I tried this, and it works great. I use Gemini Blueprint for one of my projects which has the files META-INF/spring/context.xml
, which defines my beans and their relationships, and META-INF/spring/osgi-context.xml
, which defines which beans to expose as/import from OSGi services and how. context.xml
looks like
<beans xmlns="http://www.springframework.org/schema/beans"
xmlns:xsi="http://www.w3.org/2001/XMLSchema-instance"

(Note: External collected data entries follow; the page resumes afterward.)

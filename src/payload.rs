//! APRS information field formatting.
//!
//! Renders a GPS fix and a telemetry snapshot into the ASCII information field
//! of an APRS packet:
//!
//! ```text
//! !3746.49N/12225.16W>018/005T#007,001,025,033,000,000,00000000 a=00010
//! ^ position (only with a valid fix)  ^ telemetry (always)
//! ```
//!
//! The GPS structures here are snapshots owned by whatever parses the NMEA
//! sentences; this crate only reads them.

use core::fmt::Write;

use heapless::String;

use crate::error::AprsError;

/// Worst case width of `@HHMMSSz`.
const TIMESTAMP_WIDTH: usize = 8;
/// Width of the `!` marker.
const NO_TIMESTAMP_WIDTH: usize = 1;
/// Worst case width of `DDMM.mmH/DDDMM.mmH`.
const POSITION_WIDTH: usize = 19;
/// Width of `>CCC/SSS`.
const COURSE_SPEED_WIDTH: usize = 8;
/// Width of `T#iii,ggg,ttt,vvv,000,000,00000000 a=aaaaa`.
const TELEMETRY_WIDTH: usize = 42;

/// Identifies which GPS receiver produced a fix.
#[derive(Debug, Clone, Copy, PartialEq, Eq, Hash, Default)]
#[cfg_attr(feature = "defmt-0-3", derive(defmt::Format))]
pub struct GpsDataSource(pub u8);

impl GpsDataSource {
    /// The preferred receiver.
    pub const PRIMARY: Self = Self(0);
    /// The receiver used when the primary one has no fix.
    pub const FALLBACK: Self = Self(1);
}

/// One axis of a position fix, in degrees and fixed point minutes.
#[derive(Debug, Clone, Copy, PartialEq, Eq, Default)]
pub struct Coordinate {
    /// Whole degrees.
    pub degrees: u16,
    /// Minutes multiplied by 1 000 000.
    pub minutes_millionths: u32,
    /// `N`/`S` for latitude, `E`/`W` for longitude.
    pub hemisphere: u8,
    /// Whether the receiver reported this axis.
    pub is_valid: bool,
}

impl Coordinate {
    /// A valid latitude from signed decimal degrees (north positive).
    ///
    /// # Returns
    /// `Err(AprsError::InvalidInput)` unless `-90.0 <= decimal_degrees <= 90.0`.
    pub fn latitude(decimal_degrees: f64) -> Result<Self, AprsError> {
        Self::from_decimal(decimal_degrees, 90.0, b'N', b'S')
    }

    /// A valid longitude from signed decimal degrees (east positive).
    ///
    /// # Returns
    /// `Err(AprsError::InvalidInput)` unless `-180.0 <= decimal_degrees <= 180.0`.
    pub fn longitude(decimal_degrees: f64) -> Result<Self, AprsError> {
        Self::from_decimal(decimal_degrees, 180.0, b'E', b'W')
    }

    fn from_decimal(value: f64, limit: f64, positive: u8, negative: u8) -> Result<Self, AprsError> {
        // NaN fails the range check too
        if !(-limit..=limit).contains(&value) {
            return Err(AprsError::InvalidInput);
        }
        let hemisphere = if value < 0.0 { negative } else { positive };
        let value = libm::fabs(value);
        let degrees = libm::floor(value);
        let mut minutes_millionths = libm::round((value - degrees) * 60.0 * 1_000_000.0) as u32;
        let mut degrees = degrees as u16;
        if minutes_millionths >= 60_000_000 {
            minutes_millionths -= 60_000_000;
            degrees = degrees.checked_add(1).ok_or(AprsError::InvalidInput)?;
        }
        Ok(Self {
            degrees,
            minutes_millionths,
            hemisphere,
            is_valid: true,
        })
    }

    /// The hemisphere letter, if it is one of `N`, `S`, `E` or `W`.
    fn hemisphere_char(&self) -> Result<char, AprsError> {
        match self.hemisphere {
            b'N' | b'S' | b'E' | b'W' => Ok(char::from(self.hemisphere)),
            _ => Err(AprsError::InvalidInput),
        }
    }

    fn whole_minutes(&self) -> u32 {
        self.minutes_millionths / 1_000_000
    }

    fn hundredths_of_minute(&self) -> u32 {
        (self.minutes_millionths % 1_000_000) / 10_000
    }
}

/// UTC time of the fix.
#[derive(Debug, Clone, Copy, PartialEq, Eq, Default)]
pub struct UtcTime {
    /// Hours, `0..24`.
    pub hours: u8,
    /// Minutes, `0..60`.
    pub minutes: u8,
    /// Seconds multiplied by 100.
    pub seconds_hundredths: u16,
    /// Whether the receiver reported a time.
    pub is_valid: bool,
}

/// Snapshot of the fix and motion data of one receiver.
#[derive(Debug, Clone, Copy, PartialEq, Eq, Default)]
pub struct GpsData {
    /// Latitude.
    pub latitude: Coordinate,
    /// Longitude.
    pub longitude: Coordinate,
    /// UTC time of the fix.
    pub utc_time: UtcTime,
    /// Altitude above mean sea level in meters.
    pub altitude_msl_meters: i32,
    /// Ground speed in tenths of km/h.
    pub speed_deci_kph: u32,
    /// True course in tenths of a degree.
    pub true_course_deci_degrees: u32,
    /// Satellites used for the fix.
    pub satellites: u8,
}

impl GpsData {
    /// Whether both latitude and longitude are usable.
    pub fn has_position(&self) -> bool {
        self.latitude.is_valid && self.longitude.is_valid
    }
}

/// Board telemetry snapshot, in the caller's fixed point units.
#[derive(Debug, Clone, Copy, PartialEq, Eq, Default)]
pub struct Telemetry {
    /// CPU temperature.
    pub cpu_temperature: u32,
    /// Supply voltage.
    pub voltage: u32,
}

/// Everything that goes into one APRS information field.
#[derive(Debug, Clone, Copy)]
pub struct PositionReport<'a> {
    /// Receiver that produced `gps`.
    pub source: GpsDataSource,
    /// Fix and motion data.
    pub gps: &'a GpsData,
    /// Board telemetry.
    pub telemetry: &'a Telemetry,
}

fn ensure_room<const N: usize>(out: &String<N>, width: usize) -> Result<(), AprsError> {
    if out.len() + width > N {
        return Err(AprsError::PayloadOverflow);
    }
    Ok(())
}

/// Renders the APRS information field for `report` into `out`.
///
/// `out` is cleared first. Before every field the remaining capacity is
/// checked against that field's worst case width, so a too small buffer fails
/// as a whole rather than yielding a truncated packet.
///
/// # Arguments
/// - `report`: Fix, receiver id and telemetry
/// - `message_idx`: Sequence number; only the value modulo 1000 is sent
/// - `out`: Destination buffer
///
/// # Returns
/// - The number of bytes written
/// - `Err(AprsError::PayloadOverflow)` if `out` is too small
/// - `Err(AprsError::InvalidInput)` if a hemisphere is not one of `N`, `S`, `E`, `W`
pub fn create_packet_payload<const N: usize>(
    report: &PositionReport<'_>,
    message_idx: u16,
    out: &mut String<N>,
) -> Result<usize, AprsError> {
    out.clear();
    let gps = report.gps;

    if gps.has_position() {
        let lat = &gps.latitude;
        let lon = &gps.longitude;
        let (lat_hemisphere, lon_hemisphere) = (lat.hemisphere_char()?, lon.hemisphere_char()?);

        if gps.utc_time.is_valid {
            ensure_room(out, TIMESTAMP_WIDTH)?;
            write!(
                out,
                "@{:02}{:02}{:02}z",
                gps.utc_time.hours,
                gps.utc_time.minutes,
                gps.utc_time.seconds_hundredths / 100
            )
            .map_err(|_| AprsError::PayloadOverflow)?;
        } else {
            ensure_room(out, NO_TIMESTAMP_WIDTH)?;
            out.push('!').map_err(|_| AprsError::PayloadOverflow)?;
        }

        ensure_room(out, POSITION_WIDTH)?;
        write!(
            out,
            "{:02}{:02}.{:02}{}/{:03}{:02}.{:02}{}",
            lat.degrees,
            lat.whole_minutes(),
            lat.hundredths_of_minute(),
            lat_hemisphere,
            lon.degrees,
            lon.whole_minutes(),
            lon.hundredths_of_minute(),
            lon_hemisphere,
        )
        .map_err(|_| AprsError::PayloadOverflow)?;

        ensure_room(out, COURSE_SPEED_WIDTH)?;
        write!(
            out,
            ">{:03}/{:03}",
            gps.true_course_deci_degrees / 10,
            gps.speed_deci_kph / 10
        )
        .map_err(|_| AprsError::PayloadOverflow)?;
    }

    ensure_room(out, TELEMETRY_WIDTH)?;
    write!(
        out,
        "T#{:03},{:03},{:03},{:03},000,000,00000000 a={:05}",
        message_idx % 1000,
        report.source.0,
        report.telemetry.cpu_temperature / 10,
        report.telemetry.voltage / 10,
        gps.altitude_msl_meters.max(0) / 10,
    )
    .map_err(|_| AprsError::PayloadOverflow)?;

    Ok(out.len())
}

#[cfg(test)]
mod tests {
    use super::*;
    use crate::consts::APRS_PAYLOAD_LEN;

    fn fix() -> GpsData {
        GpsData {
            latitude: Coordinate::latitude(37.7749).unwrap(),
            longitude: Coordinate::longitude(-122.4194).unwrap(),
            altitude_msl_meters: 100,
            true_course_deci_degrees: 180,
            speed_deci_kph: 50,
            satellites: 7,
            ..GpsData::default()
        }
    }

    fn telemetry() -> Telemetry {
        Telemetry {
            cpu_temperature: 250,
            voltage: 330,
        }
    }

    #[test]
    fn test_decimal_degrees_conversion() {
        let lat = Coordinate::latitude(37.7749).unwrap();
        assert_eq!(lat.degrees, 37);
        assert_eq!(lat.minutes_millionths, 46_494_000);
        assert_eq!(lat.hemisphere, b'N');
        let lon = Coordinate::longitude(-122.4194).unwrap();
        assert_eq!(lon.degrees, 122);
        assert_eq!(lon.minutes_millionths, 25_164_000);
        assert_eq!(lon.hemisphere, b'W');
    }

    #[test]
    fn test_untimestamped_position_and_telemetry() {
        let gps = fix();
        let telemetry = telemetry();
        let report = PositionReport {
            source: GpsDataSource(1),
            gps: &gps,
            telemetry: &telemetry,
        };
        let mut out: String<APRS_PAYLOAD_LEN> = String::new();
        let len = create_packet_payload(&report, 7, &mut out).unwrap();
        assert_eq!(
            out.as_str(),
            "!3746.49N/12225.16W>018/005T#007,001,025,033,000,000,00000000 a=00010"
        );
        assert_eq!(len, out.len());
    }

    #[test]
    fn test_timestamped_position() {
        let mut gps = fix();
        gps.utc_time = UtcTime {
            hours: 9,
            minutes: 5,
            seconds_hundredths: 4_250,
            is_valid: true,
        };
        let telemetry = telemetry();
        let report = PositionReport {
            source: GpsDataSource::PRIMARY,
            gps: &gps,
            telemetry: &telemetry,
        };
        let mut out: String<APRS_PAYLOAD_LEN> = String::new();
        let _ = create_packet_payload(&report, 1_234, &mut out).unwrap();
        assert!(out.starts_with("@090542z3746.49N/12225.16W>018/005"));
        assert!(out.ends_with("T#234,000,025,033,000,000,00000000 a=00010"));
    }

    #[test]
    fn test_no_fix_sends_telemetry_only() {
        let mut gps = fix();
        gps.longitude.is_valid = false;
        gps.altitude_msl_meters = -20;
        let telemetry = telemetry();
        let report = PositionReport {
            source: GpsDataSource::FALLBACK,
            gps: &gps,
            telemetry: &telemetry,
        };
        let mut out: String<42> = String::new();
        assert_eq!(create_packet_payload(&report, 999, &mut out), Ok(42));
        assert_eq!(out.as_str(), "T#999,001,025,033,000,000,00000000 a=00000");
    }

    #[test]
    fn test_small_buffer_fails_without_partial_success() {
        let gps = fix();
        let telemetry = telemetry();
        let report = PositionReport {
            source: GpsDataSource::PRIMARY,
            gps: &gps,
            telemetry: &telemetry,
        };
        // Room for the position but not for the telemetry
        let mut out: String<60> = String::new();
        assert_eq!(
            create_packet_payload(&report, 0, &mut out),
            Err(AprsError::PayloadOverflow)
        );
        let mut tiny: String<4> = String::new();
        assert_eq!(
            create_packet_payload(&report, 0, &mut tiny),
            Err(AprsError::PayloadOverflow)
        );
    }

    #[test]
    fn test_coordinate_range_is_checked() {
        for bad in [f64::NAN, f64::NEG_INFINITY, 90.5, -90.000_1, 65_535.999_999_999_9] {
            assert_eq!(Coordinate::latitude(bad), Err(AprsError::InvalidInput), "{}", bad);
        }
        for bad in [f64::NAN, f64::INFINITY, 180.5, -180.000_1] {
            assert_eq!(Coordinate::longitude(bad), Err(AprsError::InvalidInput), "{}", bad);
        }

        let pole = Coordinate::latitude(-90.0).unwrap();
        assert_eq!(pole.degrees, 90);
        assert_eq!(pole.minutes_millionths, 0);
        assert_eq!(pole.hemisphere, b'S');
        // Minutes rounding up to 60 carry into the degrees
        let edge = Coordinate::longitude(179.999_999_999_9).unwrap();
        assert_eq!((edge.degrees, edge.minutes_millionths), (180, 0));
    }

    #[test]
    fn test_unknown_hemisphere_is_rejected() {
        let mut gps = fix();
        gps.latitude.hemisphere = 0xC4;
        let telemetry = telemetry();
        let report = PositionReport {
            source: GpsDataSource::PRIMARY,
            gps: &gps,
            telemetry: &telemetry,
        };
        let mut out: String<128> = String::new();
        assert_eq!(
            create_packet_payload(&report, 0, &mut out),
            Err(AprsError::InvalidInput)
        );

        gps.latitude.hemisphere = b'x';
        let report = PositionReport {
            source: GpsDataSource::PRIMARY,
            gps: &gps,
            telemetry: &telemetry,
        };
        assert_eq!(
            create_packet_payload(&report, 0, &mut out),
            Err(AprsError::InvalidInput)
        );
    }
}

xsi:schemaLocation="http://www.springframework.org/schema/beans http://www.springframework.org/schema/beans/spring-beans-2.0.xsd">
<bean id="myOrdinarySpringBean" class="com.acme.impl.Foo"/>
</beans>
and is a regular ordinary Spring application context with no Blueprint/OSGi configuration at all. osgi-context.xml
looks like
<blueprint xmlns="http://www.osgi.org/xmlns/blueprint/v1.0.0">
<service id="myOsgiService" ref="myOrdinarySpringBean" interface="com.acme.Foo"/>
</blueprint>
You could, of course, use the <beans>
namespace and root element here as well, but you'd have to define a xmlns:osgi
and prefix the service like so: <osgi:service .../>
for that to work. In my case I don't need the Gemini specific Blueprint stuff, so I'm happy with this generic Blueprint configuration. Likewise, I could use the <blueprint>
namespace in context.xml
as well, but this particular application is an old one being ported to OSGi, so I prefer to keep that configuration Spring specific for now.
Another application in turn has its own osgi-context.xml
like
<blueprint xmlns="http://www.osgi.org/xmlns/blueprint/v1.0.0">
<reference id="myOrdinarySpringBeanImportedFromOsgi" interface="com.acme.Foo" availability="mandatory"/>
</blueprint>
and at this time doesn't, but could, have its own context.xml
like
<beans xmlns="http://www.springframework.org/schema/beans"
xmlns:xsi="http://www.w3.org/2001/XMLSchema-instance"
xsi:schemaLocation="http://www.springframework.org/schema/beans http://www.springframework.org/schema/beans/spring-beans-2.0.xsd">
<bean id="myOrdinaryOtherSpringBean" class="com.acme.impl.Bar">
<property name="foo" ref="myOrdinarySpringBeanImportedFromOsgi"/>
</bean>
</beans>
and couldn't really care less whether myOrdinarySpringBeanImportedFromOsgi
is imported from an OSGi service or defined as a regular ordinary Spring bean in the same application context.
These META-INF/osgi-context.xml
configurations could trivially be moved to OSGI-INF/blueprint/
if I want to decouple yourself from the Gemini Blueprint implementation, but for the time being I prefer to keep the two halves in the same place to avoid making a mess of the directory structure.
Upvotes: 13
Reputation: 76
Blueprint files should go under OSGI-INF/blueprint/ and are named *.xml (typically blueprint.xml). This location is per the OSGi 4.2 Blueprint spec and will work with Aries or Gemini.
Spring-DM files (as you probably know) go under META-INF/spring/ and are also named *.xml (typically beans.xml)
Both files should be able to peacefully co-exist. They'll only work, though, if you have support for each container installed.
Wiring should be done via the OSGi Service Registry.
As for migration, we have stayed on Spring-DM for capabilities that we couldn't do in Blueprint. Everything else has been migrated to Blueprint.